Stored data entries:
= = = = = = =

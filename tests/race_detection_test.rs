// Copyright (c) 2024-2025 Jesse Morgan / Morgan Forge
// SPDX-License-Identifier: AGPL-3.0-or-later

//! Race Detection Tests for vitrine
//!
//! These tests drive one shared `AdminAuth` from many tasks at once and check
//! that the read-decide-write sequences of login, check and logout never
//! interleave. They are also meant to be run under ThreadSanitizer.
//!
//! # Running with ThreadSanitizer
//!
//! ```bash
//! RUSTFLAGS="-Z sanitizer=thread" cargo +nightly test --target x86_64-unknown-linux-gnu --test race_detection_test
//! ```
//!
//! # Test Categories
//!
//! - Failure counting under concurrent submissions
//! - Lockout engagement under concurrent submissions
//! - Concurrent checks around renewal and expiry
//! - Mixed login/check/logout against the file store
//! - Audit logging thread safety

use std::sync::atomic::{AtomicU64, Ordering};
use std::sync::Arc;
use std::time::Duration;

use tempfile::TempDir;
use tokio::time::timeout;

use vitrine::audit::AuditLogger;
use vitrine::store::keys;
use vitrine::{
    AdminAuth, AuthConfig, FileStore, KeyValueStore, LoginFailure, ManualClock, MemoryStore,
    SessionCheck,
};

// Test configuration
const CONCURRENCY_LEVEL: usize = 100;
const ITERATIONS_PER_TASK: usize = 20;
const TEST_TIMEOUT_SECS: u64 = 30;

const USER: &str = "operator";
const SECRET: &str = "s3cret!";

fn config() -> AuthConfig {
    AuthConfig {
        admin_user: USER.to_string(),
        admin_secret: SECRET.to_string(),
        salt: "pepper".to_string(),
        ..AuthConfig::default()
    }
}

fn shared_auth(config: &AuthConfig) -> (Arc<AdminAuth>, ManualClock, Arc<MemoryStore>) {
    let clock = ManualClock::at_epoch();
    let store = Arc::new(MemoryStore::new());
    let auth = Arc::new(AdminAuth::new(config, store.clone(), Arc::new(clock.clone())));
    (auth, clock, store)
}

async fn join_all(handles: Vec<tokio::task::JoinHandle<()>>) {
    let result = timeout(Duration::from_secs(TEST_TIMEOUT_SECS), async {
        for handle in handles {
            handle.await.expect("Task panicked");
        }
    })
    .await;

    assert!(result.is_ok(), "Test timed out");
}

// =============================================================================
// LOGIN GUARD CONCURRENCY
// =============================================================================

/// Every concurrent failure is counted exactly once
#[tokio::test(flavor = "multi_thread", worker_threads = 4)]
async fn test_concurrent_failures_are_all_counted() {
    let config = AuthConfig {
        max_login_attempts: 100_000,
        ..config()
    };
    let (auth, _clock, _store) = shared_auth(&config);
    let mut handles = vec![];

    for _ in 0..CONCURRENCY_LEVEL {
        let auth = auth.clone();
        handles.push(tokio::spawn(async move {
            for _ in 0..ITERATIONS_PER_TASK {
                let outcome = auth.login(USER, "wrong");
                assert_eq!(outcome.kind, Some(LoginFailure::Invalid));
            }
        }));
    }

    join_all(handles).await;

    let status = auth.status().unwrap();
    assert_eq!(
        status.failure_count as usize,
        CONCURRENCY_LEVEL * ITERATIONS_PER_TASK
    );
}

/// Concurrent submissions engage the lockout exactly at the threshold
#[tokio::test(flavor = "multi_thread", worker_threads = 4)]
async fn test_concurrent_submissions_respect_lockout() {
    let (auth, _clock, store) = shared_auth(&config());
    let invalid = Arc::new(AtomicU64::new(0));
    let locked = Arc::new(AtomicU64::new(0));
    let succeeded = Arc::new(AtomicU64::new(0));
    let mut handles = vec![];

    for i in 0..CONCURRENCY_LEVEL {
        let auth = auth.clone();
        let invalid = invalid.clone();
        let locked = locked.clone();
        let succeeded = succeeded.clone();
        handles.push(tokio::spawn(async move {
            // a quarter of the tasks submit the right secret; once locked it
            // must not matter
            let secret = if i % 4 == 0 { SECRET } else { "wrong" };
            let outcome = auth.login(USER, secret);
            match outcome.kind {
                None => {
                    succeeded.fetch_add(1, Ordering::Relaxed);
                }
                Some(LoginFailure::Invalid) => {
                    invalid.fetch_add(1, Ordering::Relaxed);
                }
                Some(LoginFailure::Locked) => {
                    locked.fetch_add(1, Ordering::Relaxed);
                }
                Some(LoginFailure::Unavailable) => panic!("memory store reported unavailable"),
            }
        }));
    }

    join_all(handles).await;

    let status = auth.status().unwrap();
    assert!(status.failure_count <= 3);
    if status.failure_count == 3 {
        assert!(status.locked_for_secs.is_some());
        assert!(store.get(keys::LOGIN_BLOCKED_UNTIL).unwrap().is_some());
    }
    let (invalid, locked, succeeded) = (
        invalid.load(Ordering::Relaxed),
        locked.load(Ordering::Relaxed),
        succeeded.load(Ordering::Relaxed),
    );
    assert_eq!(invalid + locked + succeeded, CONCURRENCY_LEVEL as u64);
    println!(
        "{} succeeded, {} invalid, {} locked, final failure count {}",
        succeeded, invalid, locked, status.failure_count
    );
}

/// All wrong submissions with no success in between lock after exactly three
#[tokio::test(flavor = "multi_thread", worker_threads = 4)]
async fn test_wrong_only_submissions_lock_after_threshold() {
    let (auth, _clock, _store) = shared_auth(&config());
    let invalid = Arc::new(AtomicU64::new(0));
    let mut handles = vec![];

    for _ in 0..CONCURRENCY_LEVEL {
        let auth = auth.clone();
        let invalid = invalid.clone();
        handles.push(tokio::spawn(async move {
            if auth.login(USER, "wrong").kind == Some(LoginFailure::Invalid) {
                invalid.fetch_add(1, Ordering::Relaxed);
            }
        }));
    }

    join_all(handles).await;

    assert_eq!(invalid.load(Ordering::Relaxed), 3);
    let status = auth.status().unwrap();
    assert_eq!(status.failure_count, 3);
    assert_eq!(status.locked_for_secs, Some(2));
}

/// Status snapshots taken during lockout engagement are never half-written
#[tokio::test(flavor = "multi_thread", worker_threads = 4)]
async fn test_status_never_sees_count_without_lockout() {
    let (auth, _clock, _store) = shared_auth(&config());
    let mut handles = vec![];

    for i in 0..CONCURRENCY_LEVEL {
        let auth = auth.clone();
        handles.push(tokio::spawn(async move {
            if i % 2 == 0 {
                let _ = auth.login(USER, "wrong");
            } else {
                for _ in 0..ITERATIONS_PER_TASK {
                    let status = auth.status().unwrap();
                    // the clock is frozen, so a reached threshold stays locked
                    if status.failure_count >= 3 {
                        assert!(
                            status.locked_for_secs.is_some(),
                            "count {} without lockout",
                            status.failure_count
                        );
                    }
                }
            }
        }));
    }

    join_all(handles).await;

    assert_eq!(auth.status().unwrap().locked_for_secs, Some(2));
}

// =============================================================================
// SESSION CHECK CONCURRENCY
// =============================================================================

/// Concurrent checks inside the renewal window all agree on one expiry
#[tokio::test(flavor = "multi_thread", worker_threads = 4)]
async fn test_concurrent_checks_renew_consistently() {
    let (auth, clock, store) = shared_auth(&config());
    assert!(auth.login(USER, SECRET).ok);
    let token = store.get(keys::SESSION_TOKEN).unwrap();
    clock.advance_secs(5500);

    let renewals = Arc::new(AtomicU64::new(0));
    let mut handles = vec![];

    for _ in 0..CONCURRENCY_LEVEL {
        let auth = auth.clone();
        let renewals = renewals.clone();
        handles.push(tokio::spawn(async move {
            for _ in 0..ITERATIONS_PER_TASK {
                match auth.check() {
                    SessionCheck::Active { renewed: Some(_) } => {
                        renewals.fetch_add(1, Ordering::Relaxed);
                    }
                    SessionCheck::Active { renewed: None } => {}
                    SessionCheck::LoggedOut { reason } => {
                        panic!("valid session logged out: {}", reason)
                    }
                }
            }
        }));
    }

    join_all(handles).await;

    // clock is frozen, so only the first check is inside the window
    assert_eq!(renewals.load(Ordering::Relaxed), 1);
    assert_eq!(store.get(keys::SESSION_TOKEN).unwrap(), token);
    assert_eq!(
        store.get(keys::SESSION_EXPIRES).unwrap().as_deref(),
        Some("1970-01-01T03:31:40.000Z")
    );
}

/// An expired session is never resurrected by concurrent checks
#[tokio::test(flavor = "multi_thread", worker_threads = 4)]
async fn test_expired_session_stays_dead_under_concurrent_checks() {
    let (auth, clock, store) = shared_auth(&config());
    assert!(auth.login(USER, SECRET).ok);
    clock.advance_secs(7200);

    let mut handles = vec![];
    for _ in 0..CONCURRENCY_LEVEL {
        let auth = auth.clone();
        handles.push(tokio::spawn(async move {
            for _ in 0..ITERATIONS_PER_TASK {
                assert!(!auth.is_authenticated());
            }
        }));
    }

    join_all(handles).await;

    assert_eq!(store.get(keys::SESSION_TOKEN).unwrap(), None);
    assert_eq!(store.get(keys::SESSION_EXPIRES).unwrap(), None);
}

// =============================================================================
// MIXED OPERATIONS AGAINST THE FILE STORE
// =============================================================================

/// Login, check and logout from many tasks without deadlock or torn state
#[tokio::test(flavor = "multi_thread", worker_threads = 4)]
async fn test_mixed_operations_on_file_store() {
    let dir = TempDir::new().expect("Failed to create temp dir");
    let store = Arc::new(FileStore::new(dir.path()));
    let clock = ManualClock::at_epoch();
    let auth = Arc::new(AdminAuth::new(&config(), store.clone(), Arc::new(clock.clone())));
    let mut handles = vec![];

    for i in 0..16 {
        let auth = auth.clone();
        handles.push(tokio::spawn(async move {
            for _ in 0..5 {
                match i % 4 {
                    0 => {
                        let _ = auth.login(USER, SECRET);
                    }
                    1 | 2 => {
                        let _ = auth.check();
                    }
                    _ => {
                        auth.logout().expect("logout failed");
                    }
                }
            }
        }));
    }

    join_all(handles).await;

    // whatever the interleaving, the record is readable and consistent
    let token = store.get(keys::SESSION_TOKEN).unwrap();
    let expires = store.get(keys::SESSION_EXPIRES).unwrap();
    assert_eq!(token.is_some(), expires.is_some());
    assert_eq!(auth.status().unwrap().failure_count, 0);
}

// =============================================================================
// AUDIT CONCURRENCY
// =============================================================================

#[tokio::test(flavor = "multi_thread", worker_threads = 4)]
async fn test_audit_concurrent_logging() {
    let dir = TempDir::new().expect("Failed to create temp dir");
    let audit = Arc::new(AuditLogger::new(dir.path(), true).unwrap());
    let mut handles = vec![];

    for i in 0..CONCURRENCY_LEVEL {
        let audit = audit.clone();
        handles.push(tokio::spawn(async move {
            for j in 0..ITERATIONS_PER_TASK {
                audit.record(
                    chrono::Utc::now(),
                    &format!("LOGIN_FAILED | task={} iteration={}", i, j),
                );
            }
        }));
    }

    join_all(handles).await;

    let lines = audit.read_all_entries().unwrap();
    assert_eq!(lines.len(), CONCURRENCY_LEVEL * ITERATIONS_PER_TASK);
    assert!(lines.iter().all(|line| line.contains("| LOGIN_FAILED | task=")));
}
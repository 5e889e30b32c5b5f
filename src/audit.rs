// Copyright (c) 2024-2025 Jesse Morgan / Morgan Forge
// SPDX-License-Identifier: AGPL-3.0-or-later

//! Audit log for admin authentication events.
//!
//! Every login attempt, lockout, and session transition is appended as one
//! line to `<state dir>/audit.log`:
//!
//! `2024-01-15 10:23:45 | LOGIN_FAILED | failures=2`
//!
//! Lines are produced by the `to_audit_string` methods of the guard and
//! session events, which never contain a full token or any credential.

use anyhow::{Context, Result};
use chrono::{DateTime, Local, Utc};
use serde::{Deserialize, Serialize};
use std::fs::{self, OpenOptions};
use std::io::Write;
use std::path::{Path, PathBuf};
use std::sync::RwLock;

use crate::security::locks::{resilient_read, resilient_write};

/// File name of the audit log inside the state directory.
pub const AUDIT_LOG_FILE: &str = "audit.log";

/// Entries kept in memory for `recent_entries`.
const RECENT_CAPACITY: usize = 256;

/// Audit log entry
#[derive(Debug, Clone, PartialEq, Eq, Serialize, Deserialize)]
pub struct AuditEntry {
    pub timestamp: DateTime<Utc>,
    /// `EVENT_NAME | key=value ...`
    pub detail: String,
}

impl AuditEntry {
    pub fn new(timestamp: DateTime<Utc>, detail: impl Into<String>) -> Self {
        Self {
            timestamp,
            detail: single_line(&detail.into()),
        }
    }

    /// Event name, the text before the first `|`.
    pub fn event_name(&self) -> &str {
        self.detail.split('|').next().unwrap_or("").trim()
    }

    /// Format as a log line
    pub fn to_log_line(&self) -> String {
        let local_time: DateTime<Local> = self.timestamp.into();
        format!("{} | {}", local_time.format("%Y-%m-%d %H:%M:%S"), self.detail)
    }
}

/// Collapse control characters so one entry is always one line.
fn single_line(text: &str) -> String {
    text.chars()
        .map(|c| if c.is_control() { ' ' } else { c })
        .collect()
}

/// Append-only audit sink.
#[derive(Debug)]
pub struct AuditLogger {
    log_path: PathBuf,
    enabled: bool,
    recent_entries: RwLock<Vec<AuditEntry>>,
}

impl AuditLogger {
    /// Create a logger writing to `dir/audit.log`. The directory is created
    /// when logging is enabled.
    pub fn new(dir: impl AsRef<Path>, enabled: bool) -> Result<Self> {
        let dir = dir.as_ref();
        if enabled {
            fs::create_dir_all(dir)
                .with_context(|| format!("Failed to create audit log directory {}", dir.display()))?;
        }

        Ok(Self {
            log_path: dir.join(AUDIT_LOG_FILE),
            enabled,
            recent_entries: RwLock::new(Vec::new()),
        })
    }

    pub fn log_path(&self) -> &Path {
        &self.log_path
    }

    pub fn is_enabled(&self) -> bool {
        self.enabled
    }

    /// Append an entry.
    pub fn log(&self, entry: AuditEntry) -> Result<()> {
        if !self.enabled {
            return Ok(());
        }

        {
            let mut recent = resilient_write(&self.recent_entries);
            recent.push(entry.clone());
            if recent.len() > RECENT_CAPACITY {
                recent.remove(0);
            }
        }

        let mut file = OpenOptions::new()
            .create(true)
            .append(true)
            .open(&self.log_path)
            .with_context(|| format!("Failed to open audit log {}", self.log_path.display()))?;

        // one write per line keeps concurrent appends from interleaving
        let mut line = entry.to_log_line();
        line.push('\n');
        file.write_all(line.as_bytes())?;
        Ok(())
    }

    /// Append a line, reporting failure through tracing only.
    ///
    /// An unwritable audit log never changes the outcome of an auth operation.
    pub fn record(&self, at: DateTime<Utc>, detail: &str) {
        if let Err(e) = self.log(AuditEntry::new(at, detail)) {
            tracing::warn!(
                target: "audit",
                event = "AUDIT_WRITE_FAILED",
                error = %e,
                "Could not append to audit log"
            );
        }
    }

    /// Entries written by this logger since it was created.
    pub fn recent_entries(&self) -> Vec<AuditEntry> {
        resilient_read(&self.recent_entries).clone()
    }

    /// Read all lines from the log file
    pub fn read_all_entries(&self) -> Result<Vec<String>> {
        if !self.log_path.exists() {
            return Ok(Vec::new());
        }

        let content = fs::read_to_string(&self.log_path)?;
        Ok(content.lines().map(String::from).collect())
    }
}

// ============================================================================
// TESTS
// ============================================================================

#[cfg(test)]
mod tests {
    use super::*;
    use tempfile::TempDir;

    #[test]
    fn test_log_line_format() {
        let entry = AuditEntry::new(Utc::now(), "LOGIN_FAILED | failures=2");
        let line = entry.to_log_line();

        assert!(line.ends_with(" | LOGIN_FAILED | failures=2"));
        assert_eq!(entry.event_name(), "LOGIN_FAILED");
    }

    #[test]
    fn test_entry_is_single_line() {
        let entry = AuditEntry::new(Utc::now(), "LOGIN_FAILED\n| forged=1");
        assert!(!entry.to_log_line().contains('\n'));
    }

    #[test]
    fn test_logger_appends_lines() {
        let dir = TempDir::new().expect("Failed to create temp dir");
        let logger = AuditLogger::new(dir.path(), true).unwrap();

        logger.record(Utc::now(), "LOGIN_SUCCESS | counters cleared");
        logger.record(Utc::now(), "SESSION_DESTROYED | token=none");

        let lines = logger.read_all_entries().unwrap();
        assert_eq!(lines.len(), 2);
        assert!(lines[0].contains("LOGIN_SUCCESS"));
        assert!(lines[1].contains("SESSION_DESTROYED"));
        assert_eq!(logger.recent_entries().len(), 2);
    }

    #[test]
    fn test_disabled_logger_writes_nothing() {
        let dir = TempDir::new().expect("Failed to create temp dir");
        let logger = AuditLogger::new(dir.path().join("nested"), false).unwrap();

        logger.record(Utc::now(), "LOGIN_SUCCESS | counters cleared");

        assert!(!logger.log_path().exists());
        assert!(logger.read_all_entries().unwrap().is_empty());
        assert!(logger.recent_entries().is_empty());
    }

    #[test]
    fn test_recent_entries_are_capped() {
        let dir = TempDir::new().expect("Failed to create temp dir");
        let logger = AuditLogger::new(dir.path(), true).unwrap();

        for i in 0..(RECENT_CAPACITY + 10) {
            logger.record(Utc::now(), &format!("LOGIN_FAILED | failures={}", i));
        }

        let recent = logger.recent_entries();
        assert_eq!(recent.len(), RECENT_CAPACITY);
        assert_eq!(recent[0].detail, "LOGIN_FAILED | failures=10");
    }
}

= = = = = = =

■ TASK OBJECTIVE ■
Give the number of lines in the entries that contain the word "outcome", without any other words.

■ ANSWER SPACE ■
5